Les prix des vols moins chers pourraient inciter les voyageurs à retourner dans le ciel, mais les débats sur les suppléments et les perturbations des itinéraires laissent encore de l’incertitude pour la planification estivale.
Les vacances d’été approchent à grands pas, mais pour les vacanciers, les gros titres concernant le transport aérien n’ont pas été très encourageants, c’est le moins qu’on puisse dire.

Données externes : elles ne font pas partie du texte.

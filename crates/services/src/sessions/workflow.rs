use std::sync::Arc;

use tracing::debug;
use vocab_core::model::SessionConfig;

use crate::Clock;
use crate::error::SessionError;
use crate::question_source::QuestionSource;
use crate::submission::Submitter;
use super::countdown::TickOutcome;
use super::service::TestSession;

/// Orchestrates a session's I/O: question loading and submission.
#[derive(Clone)]
pub struct TestSessionLoop {
    clock: Clock,
    source: Arc<dyn QuestionSource>,
    submitter: Arc<dyn Submitter>,
}

impl TestSessionLoop {
    #[must_use]
    pub fn new(
        clock: Clock,
        source: Arc<dyn QuestionSource>,
        submitter: Arc<dyn Submitter>,
    ) -> Self {
        Self {
            clock,
            source,
            submitter,
        }
    }

    #[must_use]
    pub fn clock(&self) -> Clock {
        self.clock
    }

    /// Build a session for `config` and run its single automatic load.
    ///
    /// A failed load is recorded in the session's phase, not returned.
    ///
    /// # Errors
    ///
    /// Returns `SessionError` only for state machine violations.
    pub async fn open(&self, config: SessionConfig) -> Result<TestSession, SessionError> {
        let mut session = TestSession::new(config);
        self.load(&mut session).await?;
        Ok(session)
    }

    /// Fetch questions once for a freshly created session.
    ///
    /// # Errors
    ///
    /// Returns `SessionError::AlreadyLoaded` when called twice.
    pub async fn load(&self, session: &mut TestSession) -> Result<(), SessionError> {
        session.mark_load_requested()?;
        self.fetch_into(session).await
    }

    /// Manual recovery from `error` or `no-questions`.
    ///
    /// # Errors
    ///
    /// Returns `SessionError::InvalidPhase` from any other phase.
    pub async fn reload(&self, session: &mut TestSession) -> Result<(), SessionError> {
        session.reset_for_reload()?;
        self.fetch_into(session).await
    }

    async fn fetch_into(&self, session: &mut TestSession) -> Result<(), SessionError> {
        let fetched = self.source.fetch_questions(session.config()).await;
        match fetched {
            Ok(questions) => session.apply_questions(questions),
            Err(err) => session.apply_load_error(err.to_string()),
        }
    }

    /// Start the test using the loop's clock.
    ///
    /// # Errors
    ///
    /// Propagates `TestSession::start` errors.
    pub fn start(&self, session: &mut TestSession) -> Result<(), SessionError> {
        session.start(self.clock.now())
    }

    /// Save, stop the timer, submit once, and record the outcome.
    ///
    /// # Errors
    ///
    /// Returns `SessionError::Submit` when the endpoint fails; the session stays
    /// in progress with its responses.
    pub async fn finish(
        &self,
        session: &mut TestSession,
        displayed: Option<String>,
    ) -> Result<(), SessionError> {
        let payload = session.prepare_submission(displayed)?;
        let outcome = self.submitter.submit(session.config(), &payload).await;
        session.complete_submission(outcome, self.clock.now())
    }

    /// Feed one second to the session's countdown, finishing on expiry.
    ///
    /// # Errors
    ///
    /// Propagates errors from the forced [`Self::finish`].
    pub async fn tick(
        &self,
        session: &mut TestSession,
        displayed: Option<String>,
    ) -> Result<TickOutcome, SessionError> {
        let outcome = session.tick();
        if outcome == TickOutcome::Expired {
            debug!("countdown expired, submitting");
            self.finish(session, displayed).await?;
        }
        Ok(outcome)
    }
}
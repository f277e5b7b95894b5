/// Aggregated view of test progress, useful for UI.
#[derive(Debug, Clone, Copy, PartialEq, Eq)]
pub struct SessionProgress {
    pub total: usize,
    /// One-based position of the displayed question, 0 before the test starts.
    pub position: usize,
    /// Responses holding more than whitespace.
    pub answered: usize,
    /// `position / total` as a whole percentage.
    pub percent: u8,
}

impl SessionProgress {
    #[must_use]
    pub fn new(total: usize, position: usize, answered: usize) -> Self {
        let percent = if total == 0 {
            0
        } else {
            let ratio = position.min(total) * 100 / total;
            u8::try_from(ratio).unwrap_or(100)
        };
        Self {
            total,
            position,
            answered,
            percent,
        }
    }
}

Les inquiétudes concernant la diminution des approvisionnements en carburéacteur en Europe et la hausse des prix moyens du baril, en hausse de plus de 80 % par rapport à l’année dernière, ont placé les coûts des voyages à l’étranger sur le radar. Cependant, malgré les pressions croissantes du secteur, certaines compagnies aériennes pourraient avoir commencé à baisser leurs tarifs pour attirer les voyageurs.
Une analyse du Financial Times, basée sur les tarifs les moins chers répertoriés sur Google Flights, a révélé que les prix des billets vers les destinations populaires du sud de l’Europe ont diminué depuis le déclenchement du conflit au Moyen-Orient.
Les prix ont baissé de « 10 % ou plus sur 15 liaisons », notamment de Heathrow à Nice, de Manchester à Palma et de Gatwick à Barcelone, a indiqué le FT. Ils ont également diminué jusqu’à 44% pour les vols entre Milan et Madrid, le journal londonien ajoutant que dans les cas où les prix augmentaient, les changements étaient « moins significatifs ».
Sentant une inquiétude croissante, British Airways a publié sa « promesse de vacances », assurant aux voyageurs que le prix qu’ils paieront restera fixe lors de la réservation (même si les tarifs augmentent ultérieurement).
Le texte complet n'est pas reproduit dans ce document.